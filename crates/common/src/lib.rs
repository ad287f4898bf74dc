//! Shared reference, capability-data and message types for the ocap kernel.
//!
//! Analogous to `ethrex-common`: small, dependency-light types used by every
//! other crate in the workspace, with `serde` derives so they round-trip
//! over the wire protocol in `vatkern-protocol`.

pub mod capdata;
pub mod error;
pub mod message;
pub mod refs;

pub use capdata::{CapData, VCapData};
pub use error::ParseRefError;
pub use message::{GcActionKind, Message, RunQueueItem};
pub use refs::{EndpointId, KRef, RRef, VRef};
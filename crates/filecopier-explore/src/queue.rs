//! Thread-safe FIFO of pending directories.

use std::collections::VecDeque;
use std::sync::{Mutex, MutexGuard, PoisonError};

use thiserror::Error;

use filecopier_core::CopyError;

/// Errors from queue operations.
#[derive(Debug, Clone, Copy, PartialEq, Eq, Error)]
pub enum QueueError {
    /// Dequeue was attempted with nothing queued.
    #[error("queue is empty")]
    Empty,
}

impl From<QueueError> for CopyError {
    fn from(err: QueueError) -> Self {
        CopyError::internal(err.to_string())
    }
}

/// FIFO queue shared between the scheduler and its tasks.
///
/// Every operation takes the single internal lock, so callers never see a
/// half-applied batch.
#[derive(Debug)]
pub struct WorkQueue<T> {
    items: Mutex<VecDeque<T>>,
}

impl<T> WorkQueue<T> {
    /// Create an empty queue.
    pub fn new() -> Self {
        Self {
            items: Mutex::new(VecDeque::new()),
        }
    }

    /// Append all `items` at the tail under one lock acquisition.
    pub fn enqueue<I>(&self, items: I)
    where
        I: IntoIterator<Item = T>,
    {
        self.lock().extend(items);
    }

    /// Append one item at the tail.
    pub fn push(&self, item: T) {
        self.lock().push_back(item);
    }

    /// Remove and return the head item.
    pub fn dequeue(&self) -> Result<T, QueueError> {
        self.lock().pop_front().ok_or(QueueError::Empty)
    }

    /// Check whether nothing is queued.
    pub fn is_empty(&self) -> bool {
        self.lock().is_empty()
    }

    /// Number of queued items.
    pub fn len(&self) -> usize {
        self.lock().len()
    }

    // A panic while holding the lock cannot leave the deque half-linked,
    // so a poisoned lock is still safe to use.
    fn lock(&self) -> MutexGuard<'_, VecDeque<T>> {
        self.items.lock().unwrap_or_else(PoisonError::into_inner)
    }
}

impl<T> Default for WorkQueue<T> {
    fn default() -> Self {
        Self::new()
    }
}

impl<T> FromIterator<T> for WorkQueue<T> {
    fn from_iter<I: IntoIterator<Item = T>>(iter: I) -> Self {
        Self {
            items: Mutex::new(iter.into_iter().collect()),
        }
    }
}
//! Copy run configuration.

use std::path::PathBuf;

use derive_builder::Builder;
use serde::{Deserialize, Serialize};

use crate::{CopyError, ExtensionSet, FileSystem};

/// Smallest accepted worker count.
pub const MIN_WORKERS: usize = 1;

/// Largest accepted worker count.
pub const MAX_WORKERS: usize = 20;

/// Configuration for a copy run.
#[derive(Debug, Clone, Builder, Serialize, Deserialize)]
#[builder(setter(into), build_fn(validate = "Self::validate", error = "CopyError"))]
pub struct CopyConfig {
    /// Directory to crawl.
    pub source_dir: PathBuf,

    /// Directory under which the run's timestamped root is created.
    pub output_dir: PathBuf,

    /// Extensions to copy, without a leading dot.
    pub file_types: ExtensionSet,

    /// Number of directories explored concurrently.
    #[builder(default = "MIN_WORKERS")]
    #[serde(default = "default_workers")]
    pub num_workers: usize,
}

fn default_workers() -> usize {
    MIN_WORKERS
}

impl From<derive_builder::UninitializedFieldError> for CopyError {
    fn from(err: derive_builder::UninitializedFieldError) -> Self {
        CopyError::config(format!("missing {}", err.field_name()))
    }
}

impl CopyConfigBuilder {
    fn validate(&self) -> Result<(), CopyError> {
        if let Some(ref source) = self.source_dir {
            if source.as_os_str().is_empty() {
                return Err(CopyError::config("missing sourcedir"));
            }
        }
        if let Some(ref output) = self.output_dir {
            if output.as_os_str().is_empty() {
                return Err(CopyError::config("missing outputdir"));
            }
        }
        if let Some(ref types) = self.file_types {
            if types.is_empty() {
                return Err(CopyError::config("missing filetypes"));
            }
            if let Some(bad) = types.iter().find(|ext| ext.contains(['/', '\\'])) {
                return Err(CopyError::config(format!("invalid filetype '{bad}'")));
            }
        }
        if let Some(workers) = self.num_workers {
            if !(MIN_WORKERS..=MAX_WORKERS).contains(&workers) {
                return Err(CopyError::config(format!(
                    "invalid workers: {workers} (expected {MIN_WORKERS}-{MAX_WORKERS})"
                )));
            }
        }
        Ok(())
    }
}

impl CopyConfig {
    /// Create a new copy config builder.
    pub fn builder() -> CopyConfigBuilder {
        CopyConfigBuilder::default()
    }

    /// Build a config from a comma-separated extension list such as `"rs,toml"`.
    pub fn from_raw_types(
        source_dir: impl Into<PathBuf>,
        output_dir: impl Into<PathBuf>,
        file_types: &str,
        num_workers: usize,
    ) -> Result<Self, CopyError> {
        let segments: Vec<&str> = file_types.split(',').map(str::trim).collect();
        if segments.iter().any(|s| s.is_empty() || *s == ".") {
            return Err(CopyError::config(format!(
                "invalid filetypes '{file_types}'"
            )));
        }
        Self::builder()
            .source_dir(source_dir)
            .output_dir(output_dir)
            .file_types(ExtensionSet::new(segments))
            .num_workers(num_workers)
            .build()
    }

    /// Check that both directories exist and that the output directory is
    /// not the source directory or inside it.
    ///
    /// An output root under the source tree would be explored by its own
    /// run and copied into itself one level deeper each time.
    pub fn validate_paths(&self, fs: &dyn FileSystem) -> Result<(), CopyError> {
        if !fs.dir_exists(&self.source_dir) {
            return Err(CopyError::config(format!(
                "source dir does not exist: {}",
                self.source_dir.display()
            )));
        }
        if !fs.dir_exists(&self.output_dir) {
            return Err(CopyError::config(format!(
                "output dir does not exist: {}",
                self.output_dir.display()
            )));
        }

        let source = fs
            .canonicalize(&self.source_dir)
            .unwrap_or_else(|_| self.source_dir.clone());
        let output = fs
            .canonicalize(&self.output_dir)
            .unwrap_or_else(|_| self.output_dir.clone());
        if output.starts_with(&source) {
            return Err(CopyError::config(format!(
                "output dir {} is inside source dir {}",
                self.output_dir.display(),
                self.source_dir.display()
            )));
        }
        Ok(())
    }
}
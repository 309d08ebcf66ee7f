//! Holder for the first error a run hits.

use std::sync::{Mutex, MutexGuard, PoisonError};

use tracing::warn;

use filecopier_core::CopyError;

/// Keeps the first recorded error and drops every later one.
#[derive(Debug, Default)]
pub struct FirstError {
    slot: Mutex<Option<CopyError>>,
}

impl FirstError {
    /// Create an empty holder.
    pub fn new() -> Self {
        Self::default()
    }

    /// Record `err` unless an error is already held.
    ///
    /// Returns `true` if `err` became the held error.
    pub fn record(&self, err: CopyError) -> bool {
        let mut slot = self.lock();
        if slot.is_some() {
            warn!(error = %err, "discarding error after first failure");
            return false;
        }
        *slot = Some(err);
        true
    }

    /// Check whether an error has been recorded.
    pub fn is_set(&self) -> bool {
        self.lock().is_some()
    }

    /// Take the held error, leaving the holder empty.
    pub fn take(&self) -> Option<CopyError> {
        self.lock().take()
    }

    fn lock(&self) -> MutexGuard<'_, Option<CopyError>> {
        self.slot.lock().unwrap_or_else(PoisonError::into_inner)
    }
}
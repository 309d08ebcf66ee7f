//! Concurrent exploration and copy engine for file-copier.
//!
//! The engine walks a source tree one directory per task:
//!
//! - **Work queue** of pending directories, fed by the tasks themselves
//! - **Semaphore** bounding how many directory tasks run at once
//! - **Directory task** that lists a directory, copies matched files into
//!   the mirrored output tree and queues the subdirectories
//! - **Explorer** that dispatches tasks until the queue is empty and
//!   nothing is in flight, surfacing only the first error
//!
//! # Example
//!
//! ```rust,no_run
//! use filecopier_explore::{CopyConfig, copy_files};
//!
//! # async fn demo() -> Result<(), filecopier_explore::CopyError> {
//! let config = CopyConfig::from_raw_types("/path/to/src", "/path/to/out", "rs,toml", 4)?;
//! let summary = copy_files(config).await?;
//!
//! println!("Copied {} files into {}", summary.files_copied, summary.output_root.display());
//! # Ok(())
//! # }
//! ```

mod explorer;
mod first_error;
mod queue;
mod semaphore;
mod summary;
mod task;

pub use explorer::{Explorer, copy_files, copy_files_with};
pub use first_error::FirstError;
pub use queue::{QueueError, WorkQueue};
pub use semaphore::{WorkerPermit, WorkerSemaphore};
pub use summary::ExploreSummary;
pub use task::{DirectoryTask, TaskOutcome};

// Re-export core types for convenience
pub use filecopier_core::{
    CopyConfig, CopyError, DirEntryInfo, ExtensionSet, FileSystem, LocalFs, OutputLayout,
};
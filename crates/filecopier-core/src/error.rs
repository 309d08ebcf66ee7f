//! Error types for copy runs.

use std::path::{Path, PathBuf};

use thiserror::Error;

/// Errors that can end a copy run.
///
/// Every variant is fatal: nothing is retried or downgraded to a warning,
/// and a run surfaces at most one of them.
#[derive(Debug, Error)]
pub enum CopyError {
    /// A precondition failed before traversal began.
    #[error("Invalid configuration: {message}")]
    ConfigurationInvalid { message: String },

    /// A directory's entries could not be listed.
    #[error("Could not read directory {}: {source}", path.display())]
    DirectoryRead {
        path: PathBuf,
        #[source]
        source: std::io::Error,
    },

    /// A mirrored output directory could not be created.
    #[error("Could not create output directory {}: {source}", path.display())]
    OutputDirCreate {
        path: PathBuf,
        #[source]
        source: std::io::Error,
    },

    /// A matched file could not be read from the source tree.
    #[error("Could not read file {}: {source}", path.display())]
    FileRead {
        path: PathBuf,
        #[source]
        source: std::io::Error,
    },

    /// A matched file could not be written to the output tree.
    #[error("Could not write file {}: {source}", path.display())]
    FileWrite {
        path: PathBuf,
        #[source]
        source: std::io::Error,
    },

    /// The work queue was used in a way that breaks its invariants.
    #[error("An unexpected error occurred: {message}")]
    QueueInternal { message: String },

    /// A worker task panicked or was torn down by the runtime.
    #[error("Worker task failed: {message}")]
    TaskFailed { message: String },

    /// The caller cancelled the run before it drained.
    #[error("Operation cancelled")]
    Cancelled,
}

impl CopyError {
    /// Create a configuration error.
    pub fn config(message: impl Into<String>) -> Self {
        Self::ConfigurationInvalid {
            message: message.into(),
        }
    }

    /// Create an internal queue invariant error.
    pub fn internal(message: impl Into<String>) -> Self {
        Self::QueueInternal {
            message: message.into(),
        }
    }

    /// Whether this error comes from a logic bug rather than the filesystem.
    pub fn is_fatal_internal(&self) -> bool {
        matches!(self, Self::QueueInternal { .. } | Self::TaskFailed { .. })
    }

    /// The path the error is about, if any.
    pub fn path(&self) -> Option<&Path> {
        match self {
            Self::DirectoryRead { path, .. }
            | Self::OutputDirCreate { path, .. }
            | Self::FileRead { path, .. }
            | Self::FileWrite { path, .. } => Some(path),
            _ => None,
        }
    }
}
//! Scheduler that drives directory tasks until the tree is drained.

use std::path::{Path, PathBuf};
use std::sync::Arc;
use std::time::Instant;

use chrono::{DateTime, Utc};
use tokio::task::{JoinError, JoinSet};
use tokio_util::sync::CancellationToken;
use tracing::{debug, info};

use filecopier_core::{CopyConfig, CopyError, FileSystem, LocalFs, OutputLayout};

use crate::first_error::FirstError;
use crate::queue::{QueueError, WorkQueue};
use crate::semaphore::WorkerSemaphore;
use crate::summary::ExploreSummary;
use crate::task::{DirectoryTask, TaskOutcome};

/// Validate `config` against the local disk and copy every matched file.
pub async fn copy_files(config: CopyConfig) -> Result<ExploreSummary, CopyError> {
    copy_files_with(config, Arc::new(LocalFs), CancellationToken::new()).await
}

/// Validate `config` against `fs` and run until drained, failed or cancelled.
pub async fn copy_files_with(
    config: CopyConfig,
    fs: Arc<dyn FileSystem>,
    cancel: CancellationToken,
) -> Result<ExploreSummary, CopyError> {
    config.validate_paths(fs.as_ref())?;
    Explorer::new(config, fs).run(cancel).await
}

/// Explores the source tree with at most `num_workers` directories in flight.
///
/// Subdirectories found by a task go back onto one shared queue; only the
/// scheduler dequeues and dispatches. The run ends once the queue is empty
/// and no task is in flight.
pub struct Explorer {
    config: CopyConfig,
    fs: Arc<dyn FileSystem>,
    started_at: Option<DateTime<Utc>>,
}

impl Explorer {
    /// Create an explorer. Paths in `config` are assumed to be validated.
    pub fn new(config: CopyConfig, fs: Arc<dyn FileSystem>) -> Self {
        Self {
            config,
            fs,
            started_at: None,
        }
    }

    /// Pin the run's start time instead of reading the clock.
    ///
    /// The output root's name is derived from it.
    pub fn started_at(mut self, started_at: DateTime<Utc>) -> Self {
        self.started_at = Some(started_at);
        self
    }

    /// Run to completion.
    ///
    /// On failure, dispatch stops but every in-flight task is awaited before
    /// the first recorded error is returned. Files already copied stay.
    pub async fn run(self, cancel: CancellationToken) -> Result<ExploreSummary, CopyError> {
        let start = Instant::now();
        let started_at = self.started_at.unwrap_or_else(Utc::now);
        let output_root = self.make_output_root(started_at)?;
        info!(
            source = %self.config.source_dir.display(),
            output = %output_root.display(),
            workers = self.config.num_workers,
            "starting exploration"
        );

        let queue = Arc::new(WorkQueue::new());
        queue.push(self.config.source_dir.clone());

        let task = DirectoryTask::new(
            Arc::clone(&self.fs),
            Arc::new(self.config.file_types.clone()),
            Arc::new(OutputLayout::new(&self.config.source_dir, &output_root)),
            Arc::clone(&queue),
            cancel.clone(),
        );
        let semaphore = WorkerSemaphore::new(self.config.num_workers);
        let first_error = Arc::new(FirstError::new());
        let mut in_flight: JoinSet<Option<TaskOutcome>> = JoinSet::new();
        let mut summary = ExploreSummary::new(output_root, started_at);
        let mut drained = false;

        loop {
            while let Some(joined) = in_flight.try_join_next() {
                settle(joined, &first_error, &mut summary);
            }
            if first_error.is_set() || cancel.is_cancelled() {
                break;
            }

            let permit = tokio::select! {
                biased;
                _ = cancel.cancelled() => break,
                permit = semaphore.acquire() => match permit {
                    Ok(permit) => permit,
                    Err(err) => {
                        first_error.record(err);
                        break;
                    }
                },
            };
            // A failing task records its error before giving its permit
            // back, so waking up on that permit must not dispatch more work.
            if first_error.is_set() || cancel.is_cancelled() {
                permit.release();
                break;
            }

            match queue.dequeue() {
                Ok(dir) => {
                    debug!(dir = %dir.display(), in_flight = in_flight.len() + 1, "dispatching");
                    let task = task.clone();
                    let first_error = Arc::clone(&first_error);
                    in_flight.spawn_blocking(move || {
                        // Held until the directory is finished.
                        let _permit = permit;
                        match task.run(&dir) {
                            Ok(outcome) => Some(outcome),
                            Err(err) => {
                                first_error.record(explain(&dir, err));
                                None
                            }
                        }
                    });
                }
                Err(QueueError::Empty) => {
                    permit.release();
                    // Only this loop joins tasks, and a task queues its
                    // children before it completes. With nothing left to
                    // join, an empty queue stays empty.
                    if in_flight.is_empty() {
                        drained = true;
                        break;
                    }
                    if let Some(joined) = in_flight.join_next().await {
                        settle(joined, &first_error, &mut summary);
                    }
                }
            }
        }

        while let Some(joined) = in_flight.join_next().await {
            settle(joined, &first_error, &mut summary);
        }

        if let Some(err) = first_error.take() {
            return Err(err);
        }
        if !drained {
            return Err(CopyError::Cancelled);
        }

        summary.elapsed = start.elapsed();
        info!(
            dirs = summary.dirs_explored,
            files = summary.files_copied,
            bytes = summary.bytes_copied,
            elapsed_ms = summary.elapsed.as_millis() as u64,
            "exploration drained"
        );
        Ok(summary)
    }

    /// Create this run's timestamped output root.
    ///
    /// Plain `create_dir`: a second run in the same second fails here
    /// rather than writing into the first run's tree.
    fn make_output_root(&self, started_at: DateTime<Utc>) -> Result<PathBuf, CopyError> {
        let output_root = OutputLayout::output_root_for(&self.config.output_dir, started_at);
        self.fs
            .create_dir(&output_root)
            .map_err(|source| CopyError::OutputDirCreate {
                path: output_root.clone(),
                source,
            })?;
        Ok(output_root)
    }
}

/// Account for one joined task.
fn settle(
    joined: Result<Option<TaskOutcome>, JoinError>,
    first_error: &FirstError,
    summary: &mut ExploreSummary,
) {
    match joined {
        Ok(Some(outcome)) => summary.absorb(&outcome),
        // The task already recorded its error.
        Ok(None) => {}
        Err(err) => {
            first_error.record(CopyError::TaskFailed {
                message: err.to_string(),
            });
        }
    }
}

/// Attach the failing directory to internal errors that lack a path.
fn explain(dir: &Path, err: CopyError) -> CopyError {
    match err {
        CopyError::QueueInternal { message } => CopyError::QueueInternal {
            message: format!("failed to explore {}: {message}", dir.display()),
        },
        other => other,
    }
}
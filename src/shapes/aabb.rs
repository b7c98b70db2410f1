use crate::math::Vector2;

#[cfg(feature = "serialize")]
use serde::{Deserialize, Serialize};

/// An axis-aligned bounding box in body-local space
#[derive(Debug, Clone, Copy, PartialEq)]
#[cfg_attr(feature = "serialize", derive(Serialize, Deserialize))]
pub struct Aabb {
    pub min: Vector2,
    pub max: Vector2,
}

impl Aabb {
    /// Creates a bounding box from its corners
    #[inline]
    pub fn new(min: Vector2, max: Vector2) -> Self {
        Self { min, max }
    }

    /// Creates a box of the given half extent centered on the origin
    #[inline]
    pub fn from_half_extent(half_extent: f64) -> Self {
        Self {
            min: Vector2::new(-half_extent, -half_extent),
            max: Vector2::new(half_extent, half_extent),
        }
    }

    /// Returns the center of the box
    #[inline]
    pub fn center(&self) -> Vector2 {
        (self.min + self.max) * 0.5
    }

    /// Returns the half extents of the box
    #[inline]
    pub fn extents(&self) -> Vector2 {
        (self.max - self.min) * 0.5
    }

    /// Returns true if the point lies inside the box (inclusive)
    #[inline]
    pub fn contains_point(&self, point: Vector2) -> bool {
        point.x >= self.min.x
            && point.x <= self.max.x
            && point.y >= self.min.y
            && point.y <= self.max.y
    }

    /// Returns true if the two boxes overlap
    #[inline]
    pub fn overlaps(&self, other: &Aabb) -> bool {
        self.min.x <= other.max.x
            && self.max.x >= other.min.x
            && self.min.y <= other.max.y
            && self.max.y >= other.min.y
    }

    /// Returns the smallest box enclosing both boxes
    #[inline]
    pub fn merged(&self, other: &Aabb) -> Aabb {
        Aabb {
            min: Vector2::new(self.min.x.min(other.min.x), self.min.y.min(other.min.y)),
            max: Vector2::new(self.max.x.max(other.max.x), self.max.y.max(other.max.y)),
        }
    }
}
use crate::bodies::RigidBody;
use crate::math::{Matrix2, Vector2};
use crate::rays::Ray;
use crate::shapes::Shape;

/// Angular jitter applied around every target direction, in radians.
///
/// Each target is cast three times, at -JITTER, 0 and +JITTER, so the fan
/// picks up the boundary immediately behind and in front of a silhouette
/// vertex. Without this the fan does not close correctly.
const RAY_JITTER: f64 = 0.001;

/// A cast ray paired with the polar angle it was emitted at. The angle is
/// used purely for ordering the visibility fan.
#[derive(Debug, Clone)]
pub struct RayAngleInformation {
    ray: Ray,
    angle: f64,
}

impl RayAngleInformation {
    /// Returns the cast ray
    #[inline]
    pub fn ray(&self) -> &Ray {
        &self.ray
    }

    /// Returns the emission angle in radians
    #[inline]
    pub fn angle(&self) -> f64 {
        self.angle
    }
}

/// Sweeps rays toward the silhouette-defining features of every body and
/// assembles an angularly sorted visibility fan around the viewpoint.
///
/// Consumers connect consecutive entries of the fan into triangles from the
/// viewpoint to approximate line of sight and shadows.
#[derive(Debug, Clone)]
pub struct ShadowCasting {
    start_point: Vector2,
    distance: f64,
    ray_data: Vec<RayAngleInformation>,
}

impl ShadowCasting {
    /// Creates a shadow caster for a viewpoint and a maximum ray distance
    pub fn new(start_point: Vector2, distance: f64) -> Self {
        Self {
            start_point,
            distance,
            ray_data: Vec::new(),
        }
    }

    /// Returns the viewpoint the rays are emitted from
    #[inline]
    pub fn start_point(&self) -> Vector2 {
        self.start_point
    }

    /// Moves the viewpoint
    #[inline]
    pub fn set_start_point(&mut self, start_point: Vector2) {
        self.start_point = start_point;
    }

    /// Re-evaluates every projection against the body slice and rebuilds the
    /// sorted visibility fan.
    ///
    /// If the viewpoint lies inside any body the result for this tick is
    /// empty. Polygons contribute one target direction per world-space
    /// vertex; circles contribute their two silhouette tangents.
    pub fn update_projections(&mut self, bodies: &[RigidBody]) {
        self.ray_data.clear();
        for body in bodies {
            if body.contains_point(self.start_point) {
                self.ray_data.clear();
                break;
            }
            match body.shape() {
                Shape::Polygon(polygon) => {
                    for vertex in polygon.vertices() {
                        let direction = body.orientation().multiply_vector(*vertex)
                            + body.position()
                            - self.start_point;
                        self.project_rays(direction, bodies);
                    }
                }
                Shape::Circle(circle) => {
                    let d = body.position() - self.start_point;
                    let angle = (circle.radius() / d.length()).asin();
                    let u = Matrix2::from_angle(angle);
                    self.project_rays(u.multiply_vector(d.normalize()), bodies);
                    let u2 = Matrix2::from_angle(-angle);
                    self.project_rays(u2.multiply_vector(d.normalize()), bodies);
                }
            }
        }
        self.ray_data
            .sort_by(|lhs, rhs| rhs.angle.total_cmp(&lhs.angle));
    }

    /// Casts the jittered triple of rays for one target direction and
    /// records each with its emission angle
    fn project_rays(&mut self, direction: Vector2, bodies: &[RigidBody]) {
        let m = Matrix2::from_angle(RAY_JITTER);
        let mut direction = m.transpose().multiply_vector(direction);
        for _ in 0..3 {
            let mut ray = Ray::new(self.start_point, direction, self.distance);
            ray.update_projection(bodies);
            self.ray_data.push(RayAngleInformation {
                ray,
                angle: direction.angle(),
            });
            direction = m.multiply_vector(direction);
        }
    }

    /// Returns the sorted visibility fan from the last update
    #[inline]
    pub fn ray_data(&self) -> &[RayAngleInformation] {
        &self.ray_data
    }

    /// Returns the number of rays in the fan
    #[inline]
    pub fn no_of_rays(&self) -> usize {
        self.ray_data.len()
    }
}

- _DESCRIPTION OF THE TASK_: The number alone is wanted: how many lines of the records above include the string "filetypes".

- _ANSWER FOR THIS EXERCISE_: 2